My question is... what is the mechanism that induces the instability of CDW and SDW?
 
  • #3
Stripe phases or charge ordering also occur in RMnO3 compounds.

The usual origin of a CDW or SDW is an instability due nesting of the Fermi surface, i.e. parts of the Fermi surface being parallel to each other. The ordering wave vector at the critical temperature is then the distance in reciprocal space between these two parts of the Fermi surface.

In inelastic neutron scattering you can see phonon or magnons going soft at the ordering wave vector well above the transition temperature. When the phonon/magnon energy goes to zero, the system becomes unstable and long range order sets in.
 
  • #4
M Quack said:
Stripe phases or charge ordering also occur in RMnO3 compounds.

The usual origin of a CDW or SDW is an instability due nesting of the Fermi surface, i.e. parts of the Fermi surface being parallel to each other. The ordering wave vector at the critical temperature is then the distance in reciprocal space between these two parts of the Fermi surface.

In inelastic neutron scattering you can see phonon or magnons going soft at the ordering wave vector well above the transition temperature. When the phonon/magnon energy goes to zero, the system becomes unstable and long range order sets in.
So you mention long-range. From the literature, I saw that CDW/SDW is described as the "order parameter" in Landau-Ginzburg model. What kind of symmetry breaking is involved? Can I say translational symmetry? Which reference do you suggest if I want to understand more about its phenomenological model and the origin of CDW/SDW?

Thanks!
 
  • #5
Correct, translational symmetry is broken.

I have to check for a good reference that covers the subject.

The prototype SDW/CDW is in chromium metal, there is plenty of literature on that.
 

1. What is the stripe phase in superconductivity?

The stripe phase in superconductivity refers to a specific arrangement of electrons in a material that exhibits both superconducting and charge density wave properties.
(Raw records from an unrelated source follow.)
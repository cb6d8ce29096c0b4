// src/repositories/postgres/group_info.rs

use async_trait::async_trait;
use chrono::Utc;
use sqlx::{Pool, Postgres};
use warden_common::error::StoreError;
use warden_common::models::GroupInfo;
use warden_common::traits::repository_traits::GroupContextRepository;

#[derive(Clone)]
pub struct PostgresGroupRepository {
    pool: Pool<Postgres>,
}

impl PostgresGroupRepository {
    pub fn new(pool: Pool<Postgres>) -> Self {
        Self { pool }
    }
}

#[async_trait]
impl GroupContextRepository for PostgresGroupRepository {
    async fn get_group(&self, group_id: i64) -> Result<Option<GroupInfo>, StoreError> {
        let group = sqlx::query_as::<_, GroupInfo>(
            r#"
            SELECT group_id,
                   title,
                   description,
                   rules_text,
                   owner_id,
                   created_at,
                   updated_at
            FROM group_info
            WHERE group_id = $1
            "#
        )
            .bind(group_id)
            .fetch_optional(&self.pool)
            .await?;
        Ok(group)
    }

    async fn upsert_group(&self, group: &GroupInfo) -> Result<(), StoreError> {
        sqlx::query(
            r#"
            INSERT INTO group_info (
                group_id,
                title,
                description,
                rules_text,
                owner_id,
                created_at,
                updated_at
            )
            VALUES ($1, $2, $3, $4, $5, $6, $7)
            ON CONFLICT (group_id) DO UPDATE
               SET title = EXCLUDED.title,
                   description = EXCLUDED.description,
                   rules_text = EXCLUDED.rules_text,
                   owner_id = EXCLUDED.owner_id,
                   updated_at = EXCLUDED.updated_at
            "#
        )
            .bind(group.group_id)
            .bind(&group.title)
            .bind(&group.description)
            .bind(&group.rules_text)
            .bind(group.owner_id)
            .bind(group.created_at)
            .bind(Utc::now())
            .execute(&self.pool)
            .await?;
        Ok(())
    }
}
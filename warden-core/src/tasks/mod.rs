pub mod history_maintenance;

pub use history_maintenance::spawn_history_prune_task;
// File: warden-core/tests/repository_tests.rs
//
// These run against a real Postgres: `cargo test -- --ignored` with
// TEST_DATABASE_URL pointing at a disposable database.

use chrono::{Duration, Utc};
use warden_common::models::{ClassificationResult, Category, GroupInfo, HistoryRecord, Rating, SuspiciousMessage};
use warden_common::traits::repository_traits::{
    GroupContextRepository, HistoryRepository, SuspiciousMessageRepository, UserRepository,
};
use warden_core::repositories::{
    PostgresGroupRepository, PostgresHistoryRepository, PostgresSuspiciousMessageRepository,
    PostgresUserRepository,
};
use warden_core::test_utils::helpers::*;
use warden_core::Error;

#[tokio::test]
#[ignore = "requires Postgres"]
async fn test_history_repository_window_and_prune() -> Result<(), Error> {
    let db = setup_test_database().await?;
    let repo = PostgresHistoryRepository::new(db.pool().clone());
    let now = Utc::now();

    for i in 0..12 {
        let msg = group_message(1, -10, &format!("m{i}"), now - Duration::seconds(120 - i * 5));
        let stored = repo.append(&HistoryRecord::from_message(&msg)).await?;
        assert!(stored.record_id > 0);
    }
    let stale = group_message(1, -10, "stale", now - Duration::minutes(30));
    repo.append(&HistoryRecord::from_message(&stale)).await?;

    let window = repo.recent_window(1, -10, 10, Duration::minutes(5), now).await?;
    assert_eq!(window.len(), 10);
    assert_eq!(window[0].text, "m2");
    assert_eq!(window[9].text, "m11");

    let removed = repo.prune(1, -10, 5).await?;
    assert_eq!(removed, 8);
    let window = repo.recent_window(1, -10, 10, Duration::minutes(5), now).await?;
    assert_eq!(window.len(), 5);

    let other = group_message(2, -10, "other", now);
    repo.append(&HistoryRecord::from_message(&other)).await?;
    repo.append(&HistoryRecord::from_message(&other)).await?;
    assert_eq!(repo.prune_all(1).await?, 5);

    Ok(())
}

#[tokio::test]
#[ignore = "requires Postgres"]
async fn test_history_repository_huge_age_reads_whole_window() -> Result<(), Error> {
    let db = setup_test_database().await?;
    let repo = PostgresHistoryRepository::new(db.pool().clone());
    let now = Utc::now();

    let old = group_message(3, -11, "last year", now - Duration::days(365));
    repo.append(&HistoryRecord::from_message(&old)).await?;
    repo.append(&HistoryRecord::from_message(&group_message(3, -11, "now", now))).await?;

    let window = repo.recent_window(3, -11, 10, Duration::MAX, now).await?;
    assert_eq!(window.len(), 2);
    assert_eq!(window[0].text, "last year");

    Ok(())
}

#[tokio::test]
#[ignore = "requires Postgres"]
async fn test_group_repository_upsert() -> Result<(), Error> {
    let db = setup_test_database().await?;
    let repo = PostgresGroupRepository::new(db.pool().clone());

    assert!(repo.get_group(-55).await?.is_none());

    let mut info = GroupInfo::new(-55, "Gophers", "Go only.", Some(9));
    repo.upsert_group(&info).await?;
    info.rules_text = "Go only. No ads.".to_string();
    repo.upsert_group(&info).await?;

    let stored = repo.get_group(-55).await?.expect("group should exist");
    assert_eq!(stored.rules_text, "Go only. No ads.");

    let ctx = repo.get_context(-55, "Unknown Group", "none").await?.expect("context");
    assert_eq!(ctx.title, "Gophers");

    Ok(())
}

#[tokio::test]
#[ignore = "requires Postgres"]
async fn test_user_repository_upsert_refreshes_name() -> Result<(), Error> {
    let db = setup_test_database().await?;
    let repo = PostgresUserRepository::new(db.pool().clone());

    let created = repo.upsert_user(77, "Ali").await?;
    assert_eq!(created.first_name, "Ali");
    let updated = repo.upsert_user(77, "Alireza").await?;
    assert_eq!(updated.first_name, "Alireza");
    assert_eq!(updated.created_at, created.created_at);

    let fetched = repo.get_user(77).await?.expect("user should exist");
    assert_eq!(fetched.first_name, "Alireza");

    Ok(())
}

#[tokio::test]
#[ignore = "requires Postgres"]
async fn test_suspicious_message_log() -> Result<(), Error> {
    let db = setup_test_database().await?;
    let repo = PostgresSuspiciousMessageRepository::new(db.pool().clone());

    let msg = group_message(5, -20, "buy followers", Utc::now());
    let classification = ClassificationResult {
        category: Category::Advertisement,
        confidence: Rating::High,
        severity: Rating::Medium,
        evidence: Some("buy followers".to_string()),
        reasoning: None,
        repetition: Default::default(),
    };
    repo.record(&SuspiciousMessage::new(&msg, &classification)).await?;

    let listed = repo.list_for_user(5, 10).await?;
    assert_eq!(listed.len(), 1);
    assert_eq!(listed[0].category, "ADVERTISEMENT");
    assert!(repo.list_for_user(6, 10).await?.is_empty());

    Ok(())
}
In this phase, the electrons form a periodic pattern of stripes, where the density of electrons is higher in some areas and lower in others.

2. What causes the stripe phase in superconductivity?
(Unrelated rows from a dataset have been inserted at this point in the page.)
use chrono::{DateTime, Utc};
use serde::{Deserialize, Serialize};

/// Read-only view of a group's moderation context.
#[derive(Debug, Clone, PartialEq, Serialize, Deserialize)]
pub struct GroupContext {
    pub group_id: i64,
    pub title: String,
    pub rules_text: String,
}

/// Persisted group configuration, owned by the administration flow.
#[derive(Debug, Clone, PartialEq, Serialize, Deserialize, sqlx::FromRow)]
pub struct GroupInfo {
    pub group_id: i64,
    pub title: String,
    pub description: String,
    pub rules_text: String,
    pub owner_id: Option<i64>,
    pub created_at: DateTime<Utc>,
    pub updated_at: DateTime<Utc>,
}

impl GroupInfo {
    pub fn new(group_id: i64, title: &str, rules_text: &str, owner_id: Option<i64>) -> Self {
        let now = Utc::now();
        Self {
            group_id,
            title: title.to_string(),
            description: String::new(),
            rules_text: rules_text.to_string(),
            owner_id,
            created_at: now,
            updated_at: now,
        }
    }

    /// Projects the stored row into the pipeline view. Blank fields fall back
    /// to the supplied defaults.
    pub fn to_context(&self, default_title: &str, default_rules: &str) -> GroupContext {
        let title = if self.title.trim().is_empty() {
            default_title.to_string()
        } else {
            self.title.clone()
        };
        let rules_text = if self.rules_text.trim().is_empty() {
            default_rules.to_string()
        } else {
            self.rules_text.clone()
        };
        GroupContext {
            group_id: self.group_id,
            title,
            rules_text,
        }
    }
}
use std::path::PathBuf;
use std::sync::Arc;

use clap::Parser;
use tokio::io::{AsyncBufReadExt, BufReader};
use tokio::task::JoinSet;
use tracing::{debug, error, info, warn};
use tracing_subscriber::{fmt, EnvFilter};

use warden_core::tasks::spawn_history_prune_task;

mod context;
mod transport;

use context::ServerContext;
use transport::{parse_event, JsonLinesExecutor};

#[derive(Parser, Debug, Clone)]
#[command(name = "warden")]
#[command(author, version, about = "Warden - two-stage group chat moderator")]
pub struct Args {
    /// Path to a JSON moderation config. Defaults apply when omitted.
    #[arg(long)]
    pub config: Option<PathBuf>,

    /// Postgres connection URL. Falls back to DATABASE_URL; without either,
    /// all stores are kept in memory.
    #[arg(long)]
    pub db_url: Option<String>,

    /// Model name passed to the capability provider.
    #[arg(long)]
    pub model: Option<String>,

    /// Base URL of the OpenAI-compatible API.
    #[arg(long)]
    pub api_base: Option<String>,

    /// Read from OPENROUTER_KEY, never from the command line.
    #[arg(skip)]
    pub api_key: Option<String>,
}

fn init_tracing() -> anyhow::Result<()> {
    let filter = EnvFilter::from_default_env()
        .add_directive("warden=info".parse()?);
    let sub = fmt().with_env_filter(filter).with_writer(std::io::stderr).finish();
    tracing::subscriber::set_global_default(sub)?;
    Ok(())
}

#[tokio::main]
async fn main() -> anyhow::Result<()> {
    dotenv::dotenv().ok();
    init_tracing()?;

    let mut args = Args::parse();
    if args.db_url.is_none() {
        args.db_url = std::env::var("DATABASE_URL").ok();
    }
    args.api_key = std::env::var("OPENROUTER_KEY").ok();

    info!(
        config = ?args.config,
        postgres = args.db_url.is_some(),
        "Warden starting"
    );

    if let Err(e) = run_server(args).await {
        error!("Server error: {:?}", e);
        return Err(e);
    }
    info!("Main finished. Goodbye!");
    Ok(())
}

async fn run_server(args: Args) -> anyhow::Result<()> {
    let executor = Arc::new(JsonLinesExecutor::new(tokio::io::stdout()));
    let ctx = ServerContext::new(&args, executor).await?;

    let prune_handle = spawn_history_prune_task(
        ctx.history.clone(),
        ctx.config.history.prune_interval(),
        ctx.config.history.keep_count,
    );

    let mut lines = BufReader::new(tokio::io::stdin()).lines();
    let mut in_flight = JoinSet::new();

    loop {
        tokio::select! {
            line = lines.next_line() => {
                let line = match line {
                    Ok(Some(line)) => line,
                    Ok(None) => {
                        info!("Input closed; waiting for {} in-flight message(s)", in_flight.len());
                        break;
                    }
                    Err(e) => {
                        error!("Failed to read input: {:?}", e);
                        break;
                    }
                };
                let event = match parse_event(&line) {
                    Ok(Some(event)) => event,
                    Ok(None) => continue,
                    Err(e) => {
                        warn!("Skipping input line: {}", e);
                        continue;
                    }
                };
                let service = ctx.message_service.clone();
                in_flight.spawn(async move {
                    service.handle_event(event).await;
                });
            }
            Some(joined) = in_flight.join_next(), if !in_flight.is_empty() => {
                if let Err(e) = joined {
                    error!("Message task panicked: {:?}", e);
                }
            }
            _ = tokio::signal::ctrl_c() => {
                info!("Ctrl-C detected; dropping {} in-flight message(s)", in_flight.len());
                in_flight.abort_all();
                break;
            }
        }
    }

    while let Some(joined) = in_flight.join_next().await {
        if let Err(e) = joined {
            if !e.is_cancelled() {
                error!("Message task panicked: {:?}", e);
            }
        }
    }

    debug!("Stopping history prune task");
    prune_handle.abort();
    Ok(())
}
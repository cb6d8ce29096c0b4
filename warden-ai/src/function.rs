use std::collections::HashMap;
use std::sync::Arc;

use futures_util::future::BoxFuture;
use tokio::sync::RwLock;
use warden_common::CapabilityError;

/// Async handler behind a tool: free-text input in, free-text answer out.
pub type FunctionHandler =
    Arc<dyn Fn(String) -> BoxFuture<'static, Result<String, CapabilityError>> + Send + Sync>;

/// A tool the responder may call.
#[derive(Clone)]
pub struct Function {
    /// Name of the function
    pub name: String,

    /// Description of what the function does
    pub description: String,

    /// What the single text input should contain
    pub input_description: String,

    /// Function handler implementation
    pub handler: FunctionHandler,
}

impl Function {
    pub fn new(
        name: impl Into<String>,
        description: impl Into<String>,
        input_description: impl Into<String>,
        handler: FunctionHandler,
    ) -> Self {
        Self {
            name: name.into(),
            description: description.into(),
            input_description: input_description.into(),
            handler,
        }
    }

    pub async fn execute(&self, input: String) -> Result<String, CapabilityError> {
        (self.handler)(input).await
    }
}

/// Registry of tools. Built explicitly by whoever wires the service.
#[derive(Clone, Default)]
pub struct FunctionRegistry {
    functions: Arc<RwLock<HashMap<String, Function>>>,
}

impl FunctionRegistry {
    pub fn new() -> Self {
        Self::default()
    }

    /// Register a new function, replacing one with the same name
    pub async fn register(&self, function: Function) {
        let mut functions = self.functions.write().await;
        functions.insert(function.name.clone(), function);
    }

    pub async fn get(&self, name: &str) -> Option<Function> {
        let functions = self.functions.read().await;
        functions.get(name).cloned()
    }

    pub async fn get_all(&self) -> Vec<Function> {
        let functions = self.functions.read().await;
        let mut all: Vec<Function> = functions.values().cloned().collect();
        all.sort_by(|a, b| a.name.cmp(&b.name));
        all
    }

    pub async fn names(&self) -> Vec<String> {
        self.get_all().await.into_iter().map(|f| f.name).collect()
    }

    /// One line per tool, for embedding in a prompt.
    pub async fn describe_all(&self) -> String {
        let all = self.get_all().await;
        if all.is_empty() {
            return "(no tools available)".to_string();
        }
        all.iter()
            .map(|f| format!("- {}: {} Input: {}", f.name, f.description, f.input_description))
            .collect::<Vec<_>>()
            .join("\n")
    }

    pub async fn execute(&self, name: &str, input: String) -> Result<String, CapabilityError> {
        let function = self
            .get(name)
            .await
            .ok_or_else(|| CapabilityError::UnknownTool(name.to_string()))?;
        function.execute(input).await
    }
}

#[cfg(test)]
mod tests {
    use super::*;

    fn echo() -> Function {
        Function::new(
            "echo",
            "Repeats the input.",
            "any text",
            Arc::new(|input: String| -> BoxFuture<'static, Result<String, CapabilityError>> {
                Box::pin(async move { Ok::<_, CapabilityError>(format!("echo: {input}")) })
            }),
        )
    }

    #[tokio::test]
    async fn executes_registered_tool() {
        let registry = FunctionRegistry::new();
        registry.register(echo()).await;
        let out = registry.execute("echo", "hi".to_string()).await.unwrap();
        assert_eq!(out, "echo: hi");
    }

    #[tokio::test]
    async fn unknown_tool_is_an_error() {
        let registry = FunctionRegistry::new();
        let err = registry.execute("nope", String::new()).await.unwrap_err();
        assert!(matches!(err, CapabilityError::UnknownTool(name) if name == "nope"));
    }

    #[tokio::test]
    async fn describes_tools_for_prompts() {
        let registry = FunctionRegistry::new();
        assert_eq!(registry.describe_all().await, "(no tools available)");
        registry.register(echo()).await;
        assert!(registry.describe_all().await.starts_with("- echo: Repeats the input."));
    }
}
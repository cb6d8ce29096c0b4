pub mod repository_traits;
The exact cause of the stripe phase in superconductivity is still a topic of debate among scientists. Some theories suggest that it is a natural consequence of the competing interactions between the electrons in the material. Others propose that it is due to the presence of impurities or defects in the material.

3. How is the stripe phase related to superconductivity?

The stripe phase is closely related to superconductivity as it has been observed in several superconducting materials. It is believed that the stripe phase may play a role in the mechanism of superconductivity, but more research is needed to fully understand this relationship.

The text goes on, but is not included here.